Look at Lovable — a startup that used AI to speedrun product development. Tiny team. Fast iteration. Multi-million-dollar valuation. Or take Midjourney. They launched with just 11 people — and still generated $50 million in their first year.
What used to take a full-stack team now takes a full-stack person. The person who thrives today isn’t the best coder, designer, or researcher. It’s the one who can jump between disciplines.
Right now, adaptability matters more than mastery. It’s evolution applied to the workforce: the role that survives isn’t the strongest, but the one most responsive to change.
This doesn’t mean specialists are obsolete. It means specialists who can’t adapt are. If your value is defined by one skill, you’re betting everything on that skill never being automated, outsourced, or made irrelevant.
Rare is better than perfect
When the wave of UX bootcamp graduates started showing up, some experienced designers got defensive. They worried the craft was being diluted — that someone who learned UX in 12 weeks couldn’t possibly understand the depth of the field.
And to be fair, some of those concerns are valid. There’s a reason we don’t let people become surgeons after a bootcamp. But this isn’t surgery, this is product design. We need creativity — and creativity thrives on variety.
People who come from architecture, psychology, or journalism bring fresh perspectives. They arrive with different ways of seeing problems and that’s exactly what this discipline needs.
You might be a decent designer with solid presentation skills. Or a passable writer who understands business strategy. Or a mid-level developer who’s also great at user interviews. None of those things alone will blow minds.
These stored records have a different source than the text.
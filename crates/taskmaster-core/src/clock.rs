//! Time source abstraction.
//!
//! Everything that compares against "now" (pending-action expiry, quota
//! period rollover, default search windows) reads it through a [`Clock`] so
//! that tests can move time deterministically.

use std::sync::Mutex;

use chrono::{DateTime, Duration, Utc};

pub trait Clock: Send + Sync {
    fn now(&self) -> DateTime<Utc>;
}

/// Wall-clock time.
#[derive(Debug, Default, Clone, Copy)]
pub struct SystemClock;

impl Clock for SystemClock {
    fn now(&self) -> DateTime<Utc> {
        Utc::now()
    }
}

/// A clock that only moves when told to.
#[derive(Debug)]
pub struct ManualClock {
    now: Mutex<DateTime<Utc>>,
}

impl ManualClock {
    pub fn new(start: DateTime<Utc>) -> Self {
        Self {
            now: Mutex::new(start),
        }
    }

    pub fn set(&self, at: DateTime<Utc>) {
        if let Ok(mut now) = self.now.lock() {
            *now = at;
        }
    }

    pub fn advance(&self, by: Duration) {
        if let Ok(mut now) = self.now.lock() {
            *now += by;
        }
    }
}

impl Clock for ManualClock {
    fn now(&self) -> DateTime<Utc> {
        match self.now.lock() {
            Ok(now) => *now,
            Err(poisoned) => *poisoned.into_inner(),
        }
    }
}
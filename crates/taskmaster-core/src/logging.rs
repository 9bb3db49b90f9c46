//! Tracing subscriber setup shared by binaries.

use tracing_subscriber::EnvFilter;

/// Install the global fmt subscriber.
///
/// `RUST_LOG` takes precedence over `default_level`. Calling this twice is
/// harmless; the second call is ignored.
pub fn init(default_level: &str) {
    let filter = EnvFilter::try_from_default_env()
        .or_else(|_| EnvFilter::try_new(default_level))
        .unwrap_or_else(|_| EnvFilter::new("info"));

    let _ = tracing_subscriber::fmt().with_env_filter(filter).try_init();
}
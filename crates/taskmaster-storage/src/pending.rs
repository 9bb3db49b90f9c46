//! Pending action persistence.

use std::sync::Arc;

use chrono::{DateTime, Utc};
use rusqlite::OptionalExtension;

use taskmaster_core::error::TaskMasterError;
use taskmaster_core::types::{AccountId, SafetyMode};

use crate::db::{from_millis, storage_err, to_millis, Database};

/// A row from the pending_actions table.
///
/// The intent is stored as opaque JSON and the status as its lowercase
/// name; the action crate owns both types.
#[derive(Debug, Clone, PartialEq)]
pub struct PendingRow {
    pub token: String,
    pub account_id: AccountId,
    pub intent_json: String,
    pub mode: SafetyMode,
    pub status: String,
    pub created_at: DateTime<Utc>,
    pub expires_at: DateTime<Utc>,
    pub resolved_at: Option<DateTime<Utc>>,
}

const SELECT_COLUMNS: &str = "SELECT token, account_id, intent_json, mode, status, created_at, expires_at, resolved_at
     FROM pending_actions";

/// Repository for deferred actions awaiting approval.
pub struct PendingRepository {
    db: Arc<Database>,
}

impl PendingRepository {
    pub fn new(db: Arc<Database>) -> Self {
        Self { db }
    }

    pub fn insert(&self, row: &PendingRow) -> Result<(), TaskMasterError> {
        self.db.with_conn(|conn| {
            conn.execute(
                "INSERT INTO pending_actions
                    (token, account_id, intent_json, mode, status, created_at, expires_at, resolved_at)
                 VALUES (?1, ?2, ?3, ?4, ?5, ?6, ?7, ?8)",
                rusqlite::params![
                    row.token,
                    row.account_id.as_str(),
                    row.intent_json,
                    row.mode.to_string(),
                    row.status,
                    to_millis(row.created_at),
                    to_millis(row.expires_at),
                    row.resolved_at.map(to_millis),
                ],
            )
            .map_err(storage_err("Failed to save pending action"))?;
            Ok(())
        })
    }

    pub fn get(&self, token: &str) -> Result<Option<PendingRow>, TaskMasterError> {
        self.db.with_conn(|conn| {
            let result = conn
                .query_row(
                    &format!("{} WHERE token = ?1", SELECT_COLUMNS),
                    rusqlite::params![token],
                    row_to_pending,
                )
                .optional()
                .map_err(storage_err("Failed to load pending action"))?;

            match result {
                Some(row) => Ok(Some(row?)),
                None => Ok(None),
            }
        })
    }

    /// Move a token from `from` to `to` only if it is currently in `from`.
    ///
    /// Returns `true` when this call performed the transition. Concurrent
    /// callers racing on the same token see exactly one `true`.
    pub fn compare_and_set(
        &self,
        token: &str,
        from: &str,
        to: &str,
        at: DateTime<Utc>,
    ) -> Result<bool, TaskMasterError> {
        self.db.with_conn(|conn| {
            let changed = conn
                .execute(
                    "UPDATE pending_actions SET status = ?3, resolved_at = ?4
                     WHERE token = ?1 AND status = ?2",
                    rusqlite::params![token, from, to, to_millis(at)],
                )
                .map_err(storage_err("Failed to update pending action"))?;
            Ok(changed == 1)
        })
    }

    /// Pending actions for an account, newest first. `status` filters when set.
    pub fn list_by_account(
        &self,
        account: &AccountId,
        status: Option<&str>,
    ) -> Result<Vec<PendingRow>, TaskMasterError> {
        self.db.with_conn(|conn| {
            let sql = format!(
                "{} WHERE account_id = ?1 AND (?2 IS NULL OR status = ?2)
                 ORDER BY created_at DESC, token",
                SELECT_COLUMNS
            );
            let mut stmt = conn
                .prepare(&sql)
                .map_err(storage_err("Failed to prepare pending query"))?;
            let rows = stmt
                .query_map(rusqlite::params![account.as_str(), status], row_to_pending)
                .map_err(storage_err("Failed to query pending actions"))?;
            collect(rows)
        })
    }

    /// Still-pending actions whose expiry is at or before `now`.
    pub fn list_expired(&self, now: DateTime<Utc>) -> Result<Vec<PendingRow>, TaskMasterError> {
        self.db.with_conn(|conn| {
            let sql = format!(
                "{} WHERE status = 'pending' AND expires_at <= ?1 ORDER BY expires_at",
                SELECT_COLUMNS
            );
            let mut stmt = conn
                .prepare(&sql)
                .map_err(storage_err("Failed to prepare expiry query"))?;
            let rows = stmt
                .query_map(rusqlite::params![to_millis(now)], row_to_pending)
                .map_err(storage_err("Failed to query expired actions"))?;
            collect(rows)
        })
    }
}

fn collect<I>(rows: I) -> Result<Vec<PendingRow>, TaskMasterError>
where
    I: Iterator<Item = rusqlite::Result<Result<PendingRow, TaskMasterError>>>,
{
    let mut out = Vec::new();
    for row in rows {
        out.push(row.map_err(storage_err("Failed to read pending row"))??);
    }
    Ok(out)
}

fn row_to_pending(
    row: &rusqlite::Row<'_>,
) -> rusqlite::Result<Result<PendingRow, TaskMasterError>> {
    let token: String = row.get(0)?;
    let account_id: String = row.get(1)?;
    let intent_json: String = row.get(2)?;
    let mode: String = row.get(3)?;
    let status: String = row.get(4)?;
    let created_at: i64 = row.get(5)?;
    let expires_at: i64 = row.get(6)?;
    let resolved_at: Option<i64> = row.get(7)?;

    Ok(mode.parse::<SafetyMode>().map(|mode| PendingRow {
        token,
        account_id: AccountId::new(account_id),
        intent_json,
        mode,
        status,
        created_at: from_millis(created_at),
        expires_at: from_millis(expires_at),
        resolved_at: resolved_at.map(from_millis),
    }))
}
//! CLI argument definitions for the TaskMaster binary.
//!
//! Priority resolution: CLI args > env vars > config file > defaults.

use clap::{Parser, Subcommand};
use std::path::PathBuf;

/// TaskMaster: interpret commands, gate them behind approvals, schedule
/// meetings and meter usage.
#[derive(Parser, Debug)]
#[command(name = "taskmaster", version, about)]
pub struct CliArgs {
    /// Path to the configuration file.
    #[arg(short = 'c', long = "config", global = true)]
    pub config: Option<PathBuf>,

    /// Data directory for the SQLite database and offline calendar.
    #[arg(short = 'd', long = "data-dir", global = true)]
    pub data_dir: Option<PathBuf>,

    /// Log level (trace, debug, info, warn, error).
    #[arg(short = 'l', long = "log-level", global = true)]
    pub log_level: Option<String>,

    #[command(subcommand)]
    pub command: Command,
}

#[derive(Subcommand, Debug, PartialEq)]
pub enum Command {
    /// Interpret and submit a command for an account.
    Run {
        #[arg(short = 'a', long = "account")]
        account: String,
        /// Command words, e.g. `schedule Sync with b@example.com 30min`.
        #[arg(required = true, trailing_var_arg = true)]
        words: Vec<String>,
    },
    /// Approve a pending action and execute it.
    Approve { token: String },
    /// Reject a pending action.
    Reject { token: String },
    /// List outstanding approvals for an account.
    Pending {
        #[arg(short = 'a', long = "account")]
        account: String,
    },
    /// Show usage counters for an account.
    Usage {
        #[arg(short = 'a', long = "account")]
        account: String,
    },
    /// Show recent audit entries, newest first.
    Audit {
        #[arg(short = 'a', long = "account")]
        account: Option<String>,
        #[arg(short = 'n', long = "limit", default_value_t = 20)]
        limit: usize,
    },
    /// Expire overdue pending actions once.
    Sweep,
}

impl CliArgs {
    /// Priority: --config flag > TASKMASTER_CONFIG env var > ~/.taskmaster/config.toml.
    pub fn resolve_config_path(&self) -> PathBuf {
        if let Some(ref p) = self.config {
            return p.clone();
        }
        if let Ok(p) = std::env::var("TASKMASTER_CONFIG") {
            return PathBuf::from(p);
        }
        default_config_path()
    }

    /// Returns `None` if not overridden on the command line.
    pub fn resolve_data_dir(&self) -> Option<String> {
        self.data_dir
            .as_ref()
            .map(|p| p.to_string_lossy().to_string())
    }

    pub fn resolve_log_level(&self) -> Option<String> {
        self.log_level.clone()
    }
}

fn default_config_path() -> PathBuf {
    #[cfg(target_os = "windows")]
    if let Ok(home) = std::env::var("USERPROFILE") {
        return PathBuf::from(home).join(".taskmaster").join("config.toml");
    }
    #[cfg(not(target_os = "windows"))]
    if let Ok(home) = std::env::var("HOME") {
        return PathBuf::from(home).join(".taskmaster").join("config.toml");
    }
    PathBuf::from("config.toml")
}

#[cfg(test)]
mod tests {
    use super::*;

    #[test]
    fn test_run_collects_trailing_words() {
        let args = CliArgs::parse_from([
            "taskmaster",
            "run",
            "--account",
            "a@example.com",
            "schedule",
            "Sync",
            "with",
            "b@example.com",
            "45min",
        ]);
        assert_eq!(
            args.command,
            Command::Run {
                account: "a@example.com".to_string(),
                words: vec![
                    "schedule".to_string(),
                    "Sync".to_string(),
                    "with".to_string(),
                    "b@example.com".to_string(),
                    "45min".to_string(),
                ],
            }
        );
    }

    #[test]
    fn test_global_config_flag_after_subcommand() {
        let args = CliArgs::parse_from(["taskmaster", "sweep", "--config", "/tmp/tm.toml"]);
        assert_eq!(args.command, Command::Sweep);
        assert_eq!(args.resolve_config_path(), PathBuf::from("/tmp/tm.toml"));
    }

    #[test]
    fn test_audit_defaults() {
        let args = CliArgs::parse_from(["taskmaster", "audit"]);
        assert_eq!(
            args.command,
            Command::Audit {
                account: None,
                limit: 20
            }
        );
        assert!(args.resolve_data_dir().is_none());
        assert!(args.resolve_log_level().is_none());
    }

    #[test]
    fn test_run_requires_account() {
        assert!(CliArgs::try_parse_from(["taskmaster", "run", "status"]).is_err());
    }
}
But together they make you hard to replace.

Carl Sagan wasn’t the most groundbreaking scientist. He also wasn’t the most charismatic speaker. But he was exceptional at the intersection of both. He made people care about space by blending science and storytelling.
The idea that you need to be world-class at something to be valuable is a lie. What makes you valuable is how your skills fit together — a set of abilities that may be average on their own, but when combined, make you rare and useful.
I’ve always respected the deep-craft designers — the ones who know every typographic nuance and every accessibility guideline. But the more chaotic product development becomes, the harder it is to justify sticking to one narrow area of expertise.
The age of the specialist is over
AI it’s not just changing tools. It’s changing how we think about value. For me, that’s meant letting go of the idea that I need to be “the best” at any one thing. I’ve stopped chasing titles or mastering single tools. Instead, I’ve been investing in range.
Flexibility is what keeps you relevant. Not your job title. Not your tool stack.
We’re not in the age of the specialist anymore. We’re in a time when the boundaries between disciplines are blurring. The most valuable people today aren’t the ones who go deep — they’re the ones who can think across domains.
If AI is automating everything predictable, then the only way to stay relevant is to become unpredictable.